Quelle tentation, face aux œuvres de Dov, d'y déterminer un personnage bedonnant, un visage de profil, un rocher surplombant un précipice… alors que, -contrairement à ses collages où les formes, emboîtements, surimpressions sont évidents-le procédé qu'elle utilise ne peut engendrer que des formes indéfinissables !
Curieuse technique, où l'artiste utilise comme support une belle feuille glacée, noire, (elle n'a pu jusqu'à présent se résoudre à partir à l'assaut des rouges, des bleus très vifs qui existent dans la même texture) ; verse dessus un solvant dont elle empêche, sur le glaçage, une action décisive, en appliquant, appuyant, traînant des papiers de soie froissés : les papiers impriment leurs irrégularités.
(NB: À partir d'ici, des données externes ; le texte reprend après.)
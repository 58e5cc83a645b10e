//! The per-frame driver wiring input, engine, slots, speech, and dispatch.
//!
//! The host integration layer owns exactly one [`ReviewDriver`] and calls
//! [`frame`](ReviewDriver::frame) once per animation frame with the current
//! held-key snapshot, the active visual surface, the host context, and the
//! two outbound capabilities (speech sink, command dispatcher). Everything
//! else — edge detection, keymap resolution, handler-chain routing, action
//! execution, post-dispatch resync — happens in here.
//!
//! Single-threaded by design: all state is owned by the one calling thread,
//! there is no background work, and the only "suspension" is the implicit
//! wait between frames while the host renders.

use std::time::Duration;

use crate::domain::{CommandDispatcher, CommandToken, DispatchOutcome};
use crate::engine::{after_dispatch, handle_command, Action, ReviewState};
use crate::input::{
    EdgeDetector, HandlerChain, HandlerId, Key, Keymap, Modifiers, NavCommand, RouteContext,
};
use crate::screens::Screen;
use crate::slots::{SlotCursor, UiSurface};
use crate::speech::{Announcer, SpeechSink};
use crate::Config;

/// Everything the host supplies for one frame.
#[derive(Debug, Clone, Copy)]
pub struct FrameInput<'a> {
    /// Keys currently held down, with modifiers.
    pub pressed: &'a [(Key, Modifiers)],
    /// Monotonically non-decreasing frame timestamp.
    pub now: Duration,
    /// Whether the host's pre-game menu is active.
    pub menu_active: bool,
}

/// The top-level engine object owned by the host integration layer.
pub struct ReviewDriver<H> {
    screens: Vec<Box<dyn Screen<H>>>,
    state: ReviewState,
    slots: SlotCursor,
    edges: EdgeDetector,
    keymap: Keymap,
    chain: HandlerChain,
    announcer: Announcer,
}

impl<H> ReviewDriver<H> {
    /// Builds a driver from configuration and the fixed screen set.
    ///
    /// A configured keymap file that fails to load falls back to the default
    /// bindings with a log entry; a broken keymap must never cost the user
    /// their keyboard.
    pub fn new(config: &Config, screens: Vec<Box<dyn Screen<H>>>) -> Self {
        let keymap = match &config.keymap_file {
            Some(path) => Keymap::load(path).unwrap_or_else(|error| {
                tracing::warn!(path = %path, %error, "failed to load keymap, using defaults");
                Keymap::default_bindings()
            }),
            None => Keymap::default_bindings(),
        };
        Self {
            screens,
            state: ReviewState::new(config.verbosity),
            slots: SlotCursor::new(),
            edges: EdgeDetector::new(),
            keymap,
            chain: HandlerChain::new(),
            announcer: Announcer::new(Duration::from_millis(config.debounce_ms)),
        }
    }

    #[must_use]
    pub fn state(&self) -> &ReviewState {
        &self.state
    }

    #[must_use]
    pub fn keymap(&self) -> &Keymap {
        &self.keymap
    }

    /// Processes one frame: edge detection, routing, action execution.
    pub fn frame(
        &mut self,
        ctx: &H,
        surface: &dyn UiSurface,
        input: FrameInput<'_>,
        sink: &mut dyn SpeechSink,
        dispatcher: &mut dyn CommandDispatcher,
    ) {
        if self.slots.enabled() || input.menu_active {
            self.slots.sync(surface);
        }

        for (key, modifiers) in self.edges.edges(input.pressed) {
            let Some(command) = self.resolve(key, modifiers) else {
                continue;
            };
            let route = self.chain.route(
                command,
                RouteContext {
                    menu_active: input.menu_active,
                    slots_active: self.slots.enabled(),
                },
            );
            let actions = match route {
                Some(HandlerId::Menu | HandlerId::Slots) => self.slot_actions(command, surface),
                Some(HandlerId::Review) => {
                    handle_command(&mut self.state, &mut self.screens, ctx, command)
                }
                Some(HandlerId::TimeControl) => time_actions(command),
                None => vec![],
            };
            self.execute(actions, ctx, sink, dispatcher, input.now);
        }
    }

    /// Resolves a key chord, giving an open search first claim on printable
    /// characters so typing does not trigger letter jumps.
    fn resolve(&self, key: Key, modifiers: Modifiers) -> Option<NavCommand> {
        if self.state.is_searching() && modifiers == Modifiers::NONE {
            match key {
                Key::Char(c) => return Some(NavCommand::Char(c)),
                Key::Space => return Some(NavCommand::Char(' ')),
                _ => {}
            }
        }
        self.keymap.resolve(key, modifiers)
    }

    fn execute(
        &mut self,
        actions: Vec<Action>,
        ctx: &H,
        sink: &mut dyn SpeechSink,
        dispatcher: &mut dyn CommandDispatcher,
        now: Duration,
    ) {
        for action in actions {
            match action {
                Action::Speak { text, interrupt } => {
                    self.announcer.announce(sink, &text, interrupt, now);
                }
                Action::Dispatch(token) => {
                    tracing::debug!(%token, "dispatching host command");
                    match dispatcher.dispatch(&token) {
                        DispatchOutcome::Done(Some(message)) => {
                            self.announcer.announce(sink, &message, true, now);
                        }
                        DispatchOutcome::Done(None) => {}
                        DispatchOutcome::Rejected(reason) => {
                            tracing::debug!(%token, reason = %reason, "host rejected command");
                            self.announcer.announce(sink, &reason, true, now);
                        }
                    }
                    // The action may have mutated host state.
                    let follow = after_dispatch(&mut self.state, &mut self.screens, ctx);
                    for action in follow {
                        if let Action::Speak { text, interrupt } = action {
                            self.announcer.announce(sink, &text, interrupt, now);
                        }
                    }
                }
            }
        }
    }

    /// Handles commands claimed by the slot cursor or the menu walker.
    ///
    /// The pre-game menu is walked with the same cursor over the menu
    /// surface; the number row jumps straight to the nth entry there.
    fn slot_actions(&mut self, command: NavCommand, surface: &dyn UiSurface) -> Vec<Action> {
        match command {
            NavCommand::SlotToggle => {
                if self.slots.toggle() {
                    self.slots.invalidate();
                    self.slots.sync(surface);
                    vec![Action::say(format!(
                        "Slot cursor on. {}",
                        self.slots.spoken_current()
                    ))]
                } else {
                    vec![Action::say("Slot cursor off")]
                }
            }
            NavCommand::MoveDown => {
                self.slots.move_next();
                vec![Action::say(self.slots.spoken_current())]
            }
            NavCommand::MoveUp => {
                self.slots.move_previous();
                vec![Action::say(self.slots.spoken_current())]
            }
            NavCommand::MoveRight => {
                if self.slots.drill_down() {
                    vec![Action::say(self.slots.spoken_current())]
                } else {
                    vec![]
                }
            }
            NavCommand::MoveLeft => {
                if self.slots.back_out() {
                    vec![Action::say(self.slots.spoken_current())]
                } else {
                    vec![]
                }
            }
            NavCommand::Activate => {
                if let Some(token) = self.slots.activate() {
                    vec![Action::Dispatch(token)]
                } else if self.slots.drill_down() {
                    vec![Action::say(self.slots.spoken_current())]
                } else {
                    vec![]
                }
            }
            NavCommand::Cancel => {
                if self.slots.back_out() {
                    vec![Action::say(self.slots.spoken_current())]
                } else if self.slots.enabled() {
                    self.slots.toggle();
                    vec![Action::say("Slot cursor off")]
                } else {
                    // Menu mode: closing the menu is the host's business.
                    vec![]
                }
            }
            NavCommand::ReadDetail => {
                vec![Action::say(self.slots.read_detail(surface))]
            }
            NavCommand::ListAll => {
                vec![Action::say(self.slots.spoken_overview())]
            }
            NavCommand::TimeSetSpeed(n) => {
                if self.slots.jump_to(usize::from(n).saturating_sub(1)) {
                    vec![Action::say(self.slots.spoken_current())]
                } else {
                    vec![]
                }
            }
            _ => vec![],
        }
    }
}

fn time_actions(command: NavCommand) -> Vec<Action> {
    let token = match command {
        NavCommand::TimePause => CommandToken::new("time.pause"),
        NavCommand::TimeFaster => CommandToken::new("time.faster"),
        NavCommand::TimeSlower => CommandToken::new("time.slower"),
        NavCommand::TimeSetSpeed(speed) => {
            CommandToken::with_target("time.speed", &speed.to_string())
        }
        _ => return vec![],
    };
    vec![Action::Dispatch(token)]
}

#[cfg(test)]
mod tests {
    use super::*;
    use crate::screens::{StaticItem, StaticScreen};
    use crate::slots::NoSurface;
    use crate::speech::RecordingSink;

    struct OkDispatcher {
        tokens: Vec<CommandToken>,
    }

    impl CommandDispatcher for OkDispatcher {
        fn dispatch(&mut self, token: &CommandToken) -> DispatchOutcome {
            self.tokens.push(token.clone());
            DispatchOutcome::Done(None)
        }
    }

    fn driver() -> ReviewDriver<()> {
        let screens: Vec<Box<dyn Screen<()>>> = vec![Box::new(
            StaticScreen::new("Fleets", "Your fleets")
                .item(StaticItem::new("First Fleet"))
                .item(StaticItem::new("Second Fleet")),
        )];
        ReviewDriver::new(&Config::default(), screens)
    }

    fn press(
        driver: &mut ReviewDriver<()>,
        sink: &mut RecordingSink,
        dispatcher: &mut OkDispatcher,
        keys: &[(Key, Modifiers)],
        at_ms: u64,
    ) {
        driver.frame(
            &(),
            &NoSurface,
            FrameInput {
                pressed: keys,
                now: Duration::from_millis(at_ms),
                menu_active: false,
            },
            sink,
            dispatcher,
        );
    }

    #[test]
    fn held_key_does_not_repeat_across_frames() {
        let mut driver = driver();
        let mut sink = RecordingSink::new();
        let mut dispatcher = OkDispatcher { tokens: vec![] };
        let down = [(Key::Down, Modifiers::NONE)];
        press(&mut driver, &mut sink, &mut dispatcher, &down, 0);
        press(&mut driver, &mut sink, &mut dispatcher, &down, 16);
        press(&mut driver, &mut sink, &mut dispatcher, &down, 32);
        assert_eq!(sink.utterances.len(), 1);
    }

    #[test]
    fn time_controls_dispatch_regardless_of_depth() {
        let mut driver = driver();
        let mut sink = RecordingSink::new();
        let mut dispatcher = OkDispatcher { tokens: vec![] };
        press(
            &mut driver,
            &mut sink,
            &mut dispatcher,
            &[(Key::Space, Modifiers::NONE)],
            0,
        );
        assert_eq!(dispatcher.tokens, vec![CommandToken::new("time.pause")]);
    }

    #[test]
    fn number_row_sets_speed_outside_the_menu() {
        let mut driver = driver();
        let mut sink = RecordingSink::new();
        let mut dispatcher = OkDispatcher { tokens: vec![] };
        press(
            &mut driver,
            &mut sink,
            &mut dispatcher,
            &[(Key::Char('3'), Modifiers::NONE)],
            0,
        );
        assert_eq!(dispatcher.tokens, vec![CommandToken::new("time.speed 3")]);
    }

    #[test]
    fn walkthrough_speaks_screen_then_item() {
        let mut driver = driver();
        let mut sink = RecordingSink::new();
        let mut dispatcher = OkDispatcher { tokens: vec![] };
        press(
            &mut driver,
            &mut sink,
            &mut dispatcher,
            &[(Key::Enter, Modifiers::NONE)],
            0,
        );
        press(&mut driver, &mut sink, &mut dispatcher, &[], 16);
        press(
            &mut driver,
            &mut sink,
            &mut dispatcher,
            &[(Key::Down, Modifiers::NONE)],
            32,
        );
        let texts: Vec<&str> = sink
            .utterances
            .iter()
            .map(|(text, _)| text.as_str())
            .collect();
        assert_eq!(texts, ["Fleets. 2 items", "Second Fleet. 2 of 2"]);
    }

    #[test]
    fn slot_toggle_announces_even_without_elements() {
        let mut driver = driver();
        let mut sink = RecordingSink::new();
        let mut dispatcher = OkDispatcher { tokens: vec![] };
        press(
            &mut driver,
            &mut sink,
            &mut dispatcher,
            &[(Key::F(6), Modifiers::NONE)],
            0,
        );
        assert_eq!(sink.last(), Some("Slot cursor on. No elements"));
    }
}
Le degré de pression, les hasards des plis ou des couches, l'intensité du solvant sur le noir, intouché de place en place, font qu'à la fin de l'opération, des parties de la feuille sont blanc-laiteux ; d'autres hésitent dans des gris imprécis ; d'autres enfin reproduisent en négatif les fantaisies du papier froissé.
Habituée à travailler dans des rythmes abstraits, seuls l'intéressent les amas, les taches, les dessins incertains dont elle va "retoucher" ceux qui la "provoquent". Avec pinceau, éponge, émeri très fin, solvants de plus en plus volatils, elle amplifie telle plage, la précise ou la contourne, la renforce ou la renverse jusqu'à ce que l'équilibre obtenu satisfasse cette graveuse d'un genre nouveau ! A quel moment estime-t-elle avoir atteint l'harmonie totale et décide-t-elle de ne plus intervenir dans la (dé)-composition de l'œuvre ? Quand son œil est satisfait ! Ce qui implique une double incertitude : l'acceptation d'un aboutissement forcément aléatoire du travail dont nombre de détails restent incontrôlés ; et la décision d'arrêter à un moment donné, qui, à l'évidence, est une question d'humeur !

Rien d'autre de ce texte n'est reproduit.